Abstract Tumor necrosis factor (TNF) receptor 2 (TNFR2) is mainly expressed on the surface of regulatory T cells (Tregs) and CD8+ T cells, which can stimulate the proliferation of these cells through NF-kB activation. TNFR2 is also highly expressed on the surface of various human tumors, such as colorectal cancer and lung cancer. Therefore, a TNFR2 antagonist blocking the binding of TNFR2 to its ligand that targets TNFR2+ tumor-infiltrating Tregs can directly enhance the killing ability of effector T cells (Teff) against TNFR2-expressing tumors. Many pharmaceutical and biotech companies have lined up TNFR2-targeting drugs, and most TNFR2 antibodies related research is in the early preclinical/clinical stage. We established a humanized TNFR2 (hTNFR2) genetically engineered mouse model on the BALB/c background, in which the extracellular domain of the mouse TNFR2 was replaced with its human counterpart, and the murine transmembrane and cytoplasmic domain kept intact. The hTNFR2 chimeric protein is mainly expressed on Teff and Treg cells in BALB/c-hTNFR2 and BALB/c-hPD1/hPDL1/hTNFR2 mice, which is similar to mouse TNFR2 protein expression profiles in wild-type mice.
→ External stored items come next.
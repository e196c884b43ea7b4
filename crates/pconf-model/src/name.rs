//! Qualified names for model elements
//!
//! Provides [`QualifiedName`], the identity of product types, schemas and
//! product configurations.

use serde::{Deserialize, Serialize};
use std::fmt::{self, Display, Formatter};
use std::str::FromStr;

/// Dotted, package-qualified name of a model element
///
/// Every segment is non-empty and consists of alphanumerics or underscores.
/// Two elements are the same element exactly when their qualified names are
/// equal, which is why the hierarchy walker keys its visited set by name.
///
/// # Examples
/// - `["motor", "Policy"]` → `motor.Policy`
/// - `["motor", "Policy2024"]` → `motor.Policy2024`
#[derive(Debug, Clone, PartialEq, Eq, PartialOrd, Ord, Hash, Serialize, Deserialize)]
#[serde(try_from = "String", into = "String")]
pub struct QualifiedName(Vec<String>);

impl QualifiedName {
    /// Parse a dotted name
    ///
    /// # Errors
    /// Returns error if the name is empty or contains an invalid segment
    #[inline]
    pub fn parse(name: &str) -> Result<Self, NameError> {
        name.parse()
    }

    /// Build a name from already split segments
    ///
    /// # Errors
    /// Returns error if there are no segments or a segment is invalid
    pub fn from_segments<I, S>(segments: I) -> Result<Self, NameError>
    where
        I: IntoIterator<Item = S>,
        S: Into<String>,
    {
        let segments: Vec<String> = segments.into_iter().map(Into::into).collect();
        if segments.is_empty() {
            return Err(NameError::Empty);
        }
        for segment in &segments {
            validate_segment(segment)?;
        }
        Ok(Self(segments))
    }

    /// Get name segments
    #[inline]
    #[must_use]
    pub fn segments(&self) -> &[String] {
        &self.0
    }

    /// Number of segments, at least one
    #[inline]
    #[must_use]
    pub fn len(&self) -> usize {
        self.0.len()
    }

    /// Always false; kept for API symmetry with `len`
    #[inline]
    #[must_use]
    pub fn is_empty(&self) -> bool {
        self.0.is_empty()
    }

    /// Last segment, the name without its package
    #[inline]
    #[must_use]
    pub fn unqualified(&self) -> &str {
        self.0.last().map_or("", String::as_str)
    }

    /// Package part (if the name is qualified)
    #[inline]
    #[must_use]
    pub fn package(&self) -> Option<Self> {
        if self.0.len() > 1 {
            Some(Self(self.0[..self.0.len() - 1].to_vec()))
        } else {
            None
        }
    }

    /// Append a segment, returning new name
    ///
    /// # Errors
    /// Returns error if the segment is invalid
    pub fn child(&self, segment: impl Into<String>) -> Result<Self, NameError> {
        let segment = segment.into();
        validate_segment(&segment)?;
        let mut new = self.clone();
        new.0.push(segment);
        Ok(new)
    }

    /// Check whether this name lives inside `package`
    ///
    /// `motor.Policy` is within `motor`; `motor` is not within itself.
    #[inline]
    #[must_use]
    pub fn is_within(&self, package: &Self) -> bool {
        self.0.len() > package.0.len() && self.0[..package.0.len()] == package.0[..]
    }
}

fn validate_segment(segment: &str) -> Result<(), NameError> {
    if segment.is_empty() {
        Err(NameError::EmptySegment)
    } else if segment.contains(|c: char| !c.is_alphanumeric() && c != '_') {
        Err(NameError::InvalidSegment(segment.to_string()))
    } else {
        Ok(())
    }
}

impl Display for QualifiedName {
    fn fmt(&self, f: &mut Formatter<'_>) -> fmt::Result {
        write!(f, "{}", self.0.join("."))
    }
}

impl FromStr for QualifiedName {
    type Err = NameError;

    fn from_str(s: &str) -> Result<Self, Self::Err> {
        if s.is_empty() {
            return Err(NameError::Empty);
        }
        Self::from_segments(s.split('.'))
    }
}

impl TryFrom<String> for QualifiedName {
    type Error = NameError;

    fn try_from(value: String) -> Result<Self, Self::Error> {
        value.parse()
    }
}

impl TryFrom<&str> for QualifiedName {
    type Error = NameError;

    fn try_from(value: &str) -> Result<Self, Self::Error> {
        value.parse()
    }
}

impl From<QualifiedName> for String {
    fn from(name: QualifiedName) -> Self {
        name.to_string()
    }
}

/// Errors related to qualified names
#[derive(Debug, Clone, PartialEq, Eq, thiserror::Error)]
pub enum NameError {
    /// No segments at all
    #[error("qualified name is empty")]
    Empty,

    /// Empty segment in name
    #[error("qualified name contains empty segment")]
    EmptySegment,

    /// Invalid segment characters
    #[error("invalid segment: {0} (must be alphanumeric or underscore)")]
    InvalidSegment(String),
}

#[cfg(test)]
mod tests {
    use super::*;

    #[test]
    fn name_parse_and_segments() {
        let name = QualifiedName::parse("motor.Policy").unwrap();
        assert_eq!(name.segments(), &["motor", "Policy"]);
        assert_eq!(name.len(), 2);
        assert!(!name.is_empty());
    }

    #[test]
    fn name_unqualified_and_package() {
        let name = QualifiedName::parse("motor.car.Policy").unwrap();
        assert_eq!(name.unqualified(), "Policy");
        assert_eq!(name.package().unwrap().to_string(), "motor.car");

        let plain = QualifiedName::parse("Policy").unwrap();
        assert!(plain.package().is_none());
    }

    #[test]
    fn name_child() {
        let package = QualifiedName::parse("motor").unwrap();
        let child = package.child("Policy").unwrap();
        assert_eq!(child.to_string(), "motor.Policy");
        assert!(package.child("bad-name").is_err());
    }

    #[test]
    fn name_is_within() {
        let package = QualifiedName::parse("motor").unwrap();
        let name = QualifiedName::parse("motor.Policy").unwrap();
        assert!(name.is_within(&package));
        assert!(!package.is_within(&package));
        assert!(!package.is_within(&name));
    }

    #[test]
    fn name_rejects_empty() {
        assert_eq!(QualifiedName::parse(""), Err(NameError::Empty));
        assert_eq!(QualifiedName::parse("a..b"), Err(NameError::EmptySegment));
        assert!(QualifiedName::from_segments(Vec::<String>::new()).is_err());
    }

    #[test]
    fn name_rejects_invalid_chars() {
        let result = QualifiedName::parse("motor.Pol-icy");
        assert!(matches!(result, Err(NameError::InvalidSegment(_))));
    }

    #[test]
    fn name_serde_as_string() {
        let name = QualifiedName::parse("motor.Policy").unwrap();
        let json = serde_json::to_string(&name).unwrap();
        assert_eq!(json, "\"motor.Policy\"");
        let back: QualifiedName = serde_json::from_str(&json).unwrap();
        assert_eq!(back, name);
        assert!(serde_json::from_str::<QualifiedName>("\"a..b\"").is_err());
    }
}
Our data showed that anti-TNFR2 antibodies could significantly inhibit tumor growth in BALB/c-hTNFR2 mice bearing CT26 tumor cells or BALB/c-hTNFR2 mice bearing CT26-hTNFR2 tumors. Furthermore, within the tumor-infiltrating lymphocytes, there was a reduction in Tregs cells and an increase in cytotoxic CD8 T cells, which accurately mimics the mechanism of action of anti-TNFR2 antibodies. In conclusion, BALB/c-hTNFR2 and BALB/c-hPD1/hPDL1/hTNFR2 mice are ideal models for studying the efficacy and pharmacodynamics of anti-TNFR2 antibodies as a single agent or in combination with anti-PD-1/PD-L1 therapies. Citation Format: Huiyi Wang, Ying Li, Mingkun Zhang, Xu Su, Santi Suryani Chen, Zhiying Li, Mark Wade Moore, Jing Zhao, Xiang Gao, Cunxiang Ju. TNFR2 humanized mice: an ideal model for studying anti-TNFR2 antibodies. [abstract]. In: Proceedings of the American Association for Cancer Research Annual Meeting 2023; Part 1 (Regular and Invited Abstracts); 2023 Apr 14-19; Orlando, FL. Philadelphia (PA): AACR; Cancer Res 2023;83(7_Suppl):Abstract nr 5201.